P4891 The impact of oxygen on charge carrier recombination in planar P-I-N perovskite solar cells

Bardo Bruijnaersa, Martijn Wienka, Stefan Meskersa, René Janssena

University of Technology Eindhoven, Den Dolech 2, Eindhoven, 5612, NL

The atmosphere in which perovskite layers are processed strongly affects the photovoltaic performance. Here we produce P-I-N configuration solar cells (ITO/PEDOT:PSS/Perovskite/PCBM/LiF/Al) using a mixture of lead acetate, lead chloride and methylammonium iodide from N,N-dimethylformamide that can be processed completely in air using a hot cast method.

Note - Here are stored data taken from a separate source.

//! User records returned by the remote user service

use serde::{Deserialize, Serialize};

/// A user as reported by the user service
///
/// Only `id` is required; the service may add fields this crate ignores.
#[derive(Debug, Clone, PartialEq, Eq, Serialize, Deserialize)]
#[serde(rename_all = "camelCase")]
pub struct UserRecord {
    pub id: i64,
    #[serde(default)]
    pub username: Option<String>,
    #[serde(default)]
    pub email: Option<String>,
    #[serde(default)]
    pub role: Option<String>,
}

impl UserRecord {
    pub fn new(id: i64) -> Self {
        Self {
            id,
            username: None,
            email: None,
            role: None,
        }
    }

    pub fn with_username(mut self, username: impl Into<String>) -> Self {
        self.username = Some(username.into());
        self
    }
}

We separate the processing into two major components; spin coating and annealing, and compare the photovoltaic performance of layers spin coated in nitrogen and air and annealed in nitrogen and air and show that the spin coating atmosphere has a negligible effect on the photovoltaic performance. The annealing atmosphere, however, is of great influence and annealing in air is necessary to avoid strong charge carrier recombination at high charge carrier densities. We show that the photocurrent increases sublinear with light intensity for cells annealed in nitrogen while the increase is linear for cells annealed in air. By comparing with annealing in dry air or humid nitrogen, we find that it is the oxygen content of the air that is causing the stable performance at higher light intensities. Photoluminescence (PL) measurements show the presence of sub-band gap defects in both types of cells, but the PL intensity of the main emission bands are similar. In electroluminescence (EL), however, there is a clear difference. The EL quantum efficiency of the air annealed sample is higher than that of the nitrogen annealed sample. We propose that this indicates an imbalance in charge carrier injection/transport in the nitrogen annealed cell, also confirming the loss of current at higher light intensity. The same effect is also active in P-I-N solar cells that are produced using the more generally used spin coating at room temperature using the same precursor mixture.